Trinity Art #2 - The Sword Maiden | LenaStark.com
I commissioned my daughter Trinity to draw this for me for another small project I was working on and then liked it so much that I wrote a story about it. This is Trinity’s first paid art piece. She was pretty thrilled. So was I.

Siobhan unwrapped the sword carefully, noting the position of the blade in relation to her fingers. The heft, the cold solidity of the steel, the straight line from pommel to point – all was as she had left it with no chips or imperfections. Once satisfied, she pulled her shield out of the chest on the floor before her and performed the same inspection on it.

“Don’t follow me,” Nioklas had commanded before kissing her firmly and riding hard into the night. But that was foolishness. She knew it before the darkness had even swallowed him from sight, and she knew that at some point he would likely realize it too.

Siobhan was a sword maiden. She had sparred Nioklas since they were children. Her sword style was different but equally deadly to his and her horsemanship slightly better. The hour was late, the need now, and none else was nearby to help. The raiders would attack by morn. With the mist they would rise and drench the white, frosty ground with her own red blood, and Nioklas could not rout them alone.
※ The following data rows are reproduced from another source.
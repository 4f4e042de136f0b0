//! DynamoDB store implementation.
//!
//! Implements `ScanStore` from `amidynamodb_core::storage` using DynamoDB.

use std::sync::Arc;

use async_trait::async_trait;
use aws_sdk_dynamodb::Client;

use amidynamodb_core::storage::{Item, Result, ScanRequest, ScanStore};

use crate::provider::StoreFactory;

use super::client::{create_client, AwsConfig};
use super::conversions::{attributes_to_item, scan_expression_attribute_values};
use super::error::map_scan_error;

/// DynamoDB-based store.
///
/// Cloning is cheap; clones share the underlying SDK client.
#[derive(Debug, Clone)]
pub struct DynamoDbStore {
    client: Client,
}

impl DynamoDbStore {
    /// Creates a new store with the given DynamoDB client.
    pub fn new(client: Client) -> Self {
        Self { client }
    }

    /// Creates a new store from AWS configuration.
    pub async fn connect(config: &AwsConfig) -> Self {
        tracing::debug!(target_env = %config.target_display(), "Creating DynamoDB client");
        Self::new(create_client(config).await)
    }
}

#[async_trait]
impl ScanStore for DynamoDbStore {
    async fn scan(&self, request: &ScanRequest) -> Result<Vec<Item>> {
        let values = scan_expression_attribute_values(&request.expression_attribute_values);

        let output = self
            .client
            .scan()
            .table_name(&request.table_name)
            .filter_expression(&request.filter_expression)
            .set_expression_attribute_values(values)
            .set_expression_attribute_names(request.expression_attribute_names.clone())
            .set_projection_expression(request.projection_expression.clone())
            .send()
            .await
            .map_err(map_scan_error)?;

        Ok(output.items().iter().map(attributes_to_item).collect())
    }
}

/// Creates a `DynamoDbStore` for the region the provider is configured with.
#[derive(Debug, Clone, Default)]
pub struct DynamoDbStoreFactory {
    /// Custom endpoint URL (for local DynamoDB).
    pub endpoint_url: Option<String>,
}

impl DynamoDbStoreFactory {
    pub fn new(endpoint_url: Option<String>) -> Self {
        Self { endpoint_url }
    }
}

#[async_trait]
impl StoreFactory for DynamoDbStoreFactory {
    async fn create_store(&self, region: &str) -> Arc<dyn ScanStore> {
        let config = AwsConfig::new(region).with_endpoint_url(self.endpoint_url.clone());
        Arc::new(DynamoDbStore::connect(&config).await)
    }
}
Even so, Siobhan placed her shield beside her sword on the earthen floor and fidgeted with the strips of worn cloth that had wrapped the sword. Nioklas had told her to stay, and she usually tried to respect his wishes as he tried to respect hers. He would likely be angry if she disobeyed tonight, this most deadly of eves. 

Deep in the tangled woods behind their lodge, the yip of a fox was followed by the final, harrowing scream of a rabbit before both ended in abrupt silence. Siobhan listened, but only a feathered hush replied. Nioklas’s anger did not matter; his life did. And her life did. And both had a better chance of continuing past tomorrow morning if they fought together instead of being picked off one at a time.

As she packed her gear and prepared her horse, she finally understood. All those years she had begged for and then insisted upon sword training with her brothers (to her mother’s horror and her father’s amusement), all that time she had spent learning a purposeless skill for a girl destined to domestic life, all the jeers and taunts and lectures – as she paused in the stillness and inhaled the vibrant breath of night, she knew what it had been for.

She was perfectly fitted for Nioklas: for this night, this hour, this moment. One glance back at the home she loved, one forward towards the inky unknown, and away she rode into the quivering forest with the newfound glow of certainty burning in her heart.